Zoom InstallationSource: @c1truz

What you need to know

  • A malware expert has revealed that video-conferencing app Zoom has "very shady" installation protocols.
  • Zoom uses preinstallation scripts to bypass macOS security.
  • The finder notes that it's the same trick being used by macOS malware.

In another damning indictment on Zoom's privacy and security practices, a malware expert has revealed that Zoom's macOS installation protocol is "very shady".

In a tweet posted March 30, Twitter user @c1truz_ stated:

Ever wondered how the @zoom_us macOS installer does it's job without you ever clicking install? Turns out they (ab)use preinstallation scripts, manually unpack the app using a bundled 7zip and install it to /Applications if the current user is in the admin group (no root needed).

This is not strictly malicious but very shady and definitely leaves a bitter aftertaste. The application is installed without the user giving his final consent and a highly misleading prompt is used to gain root privileges. The same tricks that are being used by macOS malware.

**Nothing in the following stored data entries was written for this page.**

//! Backend traits and implementations for talking to the control plane.
//!
//! This module provides the [`Backend`] trait, the HTTP implementation
//! [`http::CloudBackend`], and [`MockBackend`] for tests.
//!
//! # Testing
//!
//! Use [`MockBackend`] for testing without network access:
//!
//! ```
//! use cloudapi::backend::{Backend, MockBackend};
//! use cloudapi::QueryParams;
//! use deployment::fixtures::FixtureConfig;
//! use deployment::ComponentKind;
//!
//! let mock = MockBackend::new();
//! let remote = FixtureConfig::default().deployment("docs", &[ComponentKind::Elasticsearch]);
//! mock.insert(remote.clone());
//!
//! let read = mock.get_deployment(&remote.id, &QueryParams::full()).unwrap();
//! assert_eq!(read, remote);
//! ```

pub mod http;

use crate::error::{Error, Result};
use crate::types::{Accepted, QueryParams};
use deployment::{
    ChangeRequest, ComponentRequest, DeploymentInfo, Metadata, PlanAttempt, PlanInfo, PlanStatus,
    Ports, RemoteResourceInfo, ResourceInfo,
};
use std::collections::{HashMap, VecDeque};
use std::sync::{Arc, Mutex};

/// Operations this layer consumes from the control plane.
///
/// Implementations perform exactly one remote call per method and never
/// retry; retry policy lives in the poller.
pub trait Backend: Send + Sync {
    /// Read a deployment.
    ///
    /// # Errors
    ///
    /// Returns `Error::NotFound` if the deployment doesn't exist.
    fn get_deployment(&self, id: &str, params: &QueryParams) -> Result<DeploymentInfo>;

    /// Create a deployment from a change request built with no remote state.
    fn create_deployment(&self, request: &ChangeRequest) -> Result<Accepted>;

    /// Submit the full desired plan for an existing deployment.
    ///
    /// # Errors
    ///
    /// Returns `Error::Validation` if the control plane rejects the plan.
    fn submit_change(&self, id: &str, request: &ChangeRequest) -> Result<Accepted>;

    /// Shut a deployment down.
    ///
    /// # Errors
    ///
    /// Returns `Error::NotFound` if the deployment doesn't exist.
    fn delete_deployment(&self, id: &str) -> Result<()>;
}

/// Number of calls made against a [`MockBackend`].
#[derive(Debug, Clone, Copy, Default, PartialEq, Eq)]
pub struct CallCounts {
    /// `get_deployment` calls
    pub reads: u32,
    /// `create_deployment` calls
    pub creates: u32,
    /// `submit_change` calls
    pub submits: u32,
    /// `delete_deployment` calls
    pub deletes: u32,
}

impl CallCounts {
    /// Calls that would change remote state.
    #[must_use]
    pub fn writes(&self) -> u32 {
        self.creates + self.submits + self.deletes
    }
}

/// Mock backend for testing without network access.
///
/// Deployments live in memory. Reads first drain the scripted queue filled
/// by [`MockBackend::push_read`], then fall back to the stored deployment.
/// Clones share state, so a test can keep a handle after boxing one into a
/// [`Client`](crate::Client).
#[derive(Debug, Clone, Default)]
pub struct MockBackend {
    deployments: Arc<Mutex<HashMap<String, DeploymentInfo>>>,
    reads: Arc<Mutex<VecDeque<Result<DeploymentInfo>>>>,
    submitted: Arc<Mutex<Vec<(String, ChangeRequest)>>>,
    calls: Arc<Mutex<CallCounts>>,
}

impl MockBackend {
    /// Create a new empty mock backend.
    #[must_use]
    pub fn new() -> Self {
        Self::default()
    }

    /// Store a deployment, replacing any with the same id.
    pub fn insert(&self, deployment: DeploymentInfo) {
        let mut deployments = self.deployments.lock().unwrap();
        deployments.insert(deployment.id.clone(), deployment);
    }

    /// Queue the result of a future read.
    pub fn push_read(&self, result: Result<DeploymentInfo>) {
        self.reads.lock().unwrap().push_back(result);
    }

    /// Stored deployment by id.
    #[must_use]
    pub fn deployment(&self, id: &str) -> Option<DeploymentInfo> {
        self.deployments.lock().unwrap().get(id).cloned()
    }

    /// Change requests received so far, with the deployment id they targeted.
    #[must_use]
    pub fn submitted(&self) -> Vec<(String, ChangeRequest)> {
        self.submitted.lock().unwrap().clone()
    }

    /// Calls made so far.
    #[must_use]
    pub fn calls(&self) -> CallCounts {
        *self.calls.lock().unwrap()
    }

    /// Build the deployment the control plane would converge to.
    fn apply(id: &str, request: &ChangeRequest) -> DeploymentInfo {
        DeploymentInfo {
            id: id.to_string(),
            name: request.name.clone(),
            healthy: true,
            resources: request
                .components
                .iter()
                .filter_map(|change| change.request.as_ref())
                .map(|component| Self::provisioned(id, &request.name, component))
                .collect(),
        }
    }

    fn provisioned(id: &str, name: &str, component: &ComponentRequest) -> RemoteResourceInfo {
        RemoteResourceInfo {
            kind: component.kind,
            ref_id: Some(component.ref_id.clone()),
            elasticsearch_cluster_ref_id: component.elasticsearch_cluster_ref_id.clone(),
            region: Some(component.region.clone()),
            info: Some(ResourceInfo {
                id: Some(format!("{id}-{}", component.kind)),
                name: Some(name.to_string()),
                region: component.region.clone(),
                healthy: true,
                status: "started".to_string(),
                metadata: Some(Metadata {
                    endpoint: format!("{}.{id}.mock", component.kind),
                    ports: Some(Ports {
                        http: Some(9200),
                        https: Some(9243),
                    }),
                }),
                plan_info: Some(PlanInfo {
                    current: Some(PlanAttempt {
                        plan: Some(component.plan.clone()),
                        status: PlanStatus::Success,
                        error: None,
                    }),
                    pending: None,
                }),
            }),
        }
    }
}

impl Backend for MockBackend {
    fn get_deployment(&self, id: &str, _params: &QueryParams) -> Result<DeploymentInfo> {
        self.calls.lock().unwrap().reads += 1;

        if let Some(scripted) = self.reads.lock().unwrap().pop_front() {
            return scripted;
        }

        let deployments = self.deployments.lock().unwrap();
        deployments
            .get(id)
            .cloned()
            .ok_or_else(|| Error::NotFound { id: id.to_string() })
    }

    fn create_deployment(&self, request: &ChangeRequest) -> Result<Accepted> {
        let id = {
            let mut calls = self.calls.lock().unwrap();
            calls.creates += 1;
            format!("mock-{:04}", calls.creates)
        };

        self.submitted
            .lock()
            .unwrap()
            .push((id.clone(), request.clone()));
        self.insert(Self::apply(&id, request));
        Ok(Accepted { id })
    }

    fn submit_change(&self, id: &str, request: &ChangeRequest) -> Result<Accepted> {
        self.calls.lock().unwrap().submits += 1;

        if self.deployment(id).is_none() {
            return Err(Error::NotFound { id: id.to_string() });
        }

        self.submitted
            .lock()
            .unwrap()
            .push((id.to_string(), request.clone()));
        self.insert(Self::apply(id, request));
        Ok(Accepted { id: id.to_string() })
    }

    fn delete_deployment(&self, id: &str) -> Result<()> {
        self.calls.lock().unwrap().deletes += 1;

        let mut deployments = self.deployments.lock().unwrap();
        deployments
            .remove(id)
            .map(|_| ())
            .ok_or_else(|| Error::NotFound { id: id.to_string() })
    }
}

#[cfg(test)]
mod tests {
    use super::*;
    use deployment::fixtures::FixtureConfig;
    use deployment::{ComponentKind, build_change_request};

    #[test]
    fn test_mock_backend_not_found() {
        let mock = MockBackend::new();
        let err = mock.get_deployment("missing", &QueryParams::full()).unwrap_err();
        assert!(err.is_not_found());
        assert_eq!(mock.calls().reads, 1);
    }

    #[test]
    fn test_mock_backend_scripted_reads_come_first() {
        let cfg = FixtureConfig::default();
        let mock = MockBackend::new();
        mock.insert(cfg.deployment("a", &[ComponentKind::Elasticsearch]));
        mock.push_read(Err(Error::http("unavailable", Some(503))));

        let id = cfg.id("a");
        assert!(mock.get_deployment(&id, &QueryParams::full()).is_err());
        assert!(mock.get_deployment(&id, &QueryParams::full()).is_ok());
        assert_eq!(mock.calls().reads, 2);
    }

    #[test]
    fn test_mock_backend_create_applies_request() {
        let cfg = FixtureConfig::default();
        let desired = cfg.desired("a", &[ComponentKind::Kibana]);
        let request = build_change_request(&desired, None).unwrap();

        let mock = MockBackend::new();
        let accepted = mock.create_deployment(&request).unwrap();
        let created = mock.deployment(&accepted.id).unwrap();

        assert_eq!(created.name, cfg.name("a"));
        assert_eq!(created.resources.len(), 2);
        assert!(created.provisioned(ComponentKind::Kibana).is_some());
        assert_eq!(mock.submitted().len(), 1);
        assert_eq!(mock.calls().writes(), 1);
    }

    #[test]
    fn test_mock_backend_submit_requires_existing() {
        let cfg = FixtureConfig::default();
        let request = build_change_request(&cfg.desired("a", &[]), None).unwrap();

        let mock = MockBackend::new();
        let err = mock.submit_change("missing", &request).unwrap_err();
        assert!(err.is_not_found());
        assert!(mock.submitted().is_empty());
    }

    #[test]
    fn test_mock_backend_delete() {
        let cfg = FixtureConfig::default();
        let mock = MockBackend::new();
        mock.insert(cfg.deployment("a", &[ComponentKind::Elasticsearch]));

        mock.delete_deployment(&cfg.id("a")).unwrap();
        assert!(mock.deployment(&cfg.id("a")).is_none());
        assert!(mock.delete_deployment(&cfg.id("a")).unwrap_err().is_not_found());
    }
}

The revelation is another mark of Zoom's apparently lax privacy and security practices. The app has risen to prominence following global lockdown and social-distancing measures that have forced many organizations to resort to remote working. Last week it emerged that Zoom was sending data to Facebook even if users didn't have a Facebook account, a problem that has now been fixed.

More recently, it emerged that Zoom calls are not end-to-end encrypted despite claims to the contrary. From that report:

In several instances within Zoom's security white paper, it mentions E2E encryption, and when you enable E2E, you can hover over the green padlock in the top left corner of a meeting and see the popup "Zoom is using an end to end encrypted connection." However, The Intercept claims that when it reached out to Zoom for comment a spokesperson stated:

"Currently, it is not possible to enable E2E encryption for Zoom video meetings. Zoom video meetings use a combination of TCP and UDP. TCP connections are made using TLS and UDP connections are encrypted with AES using a key negotiated over a TLS connection."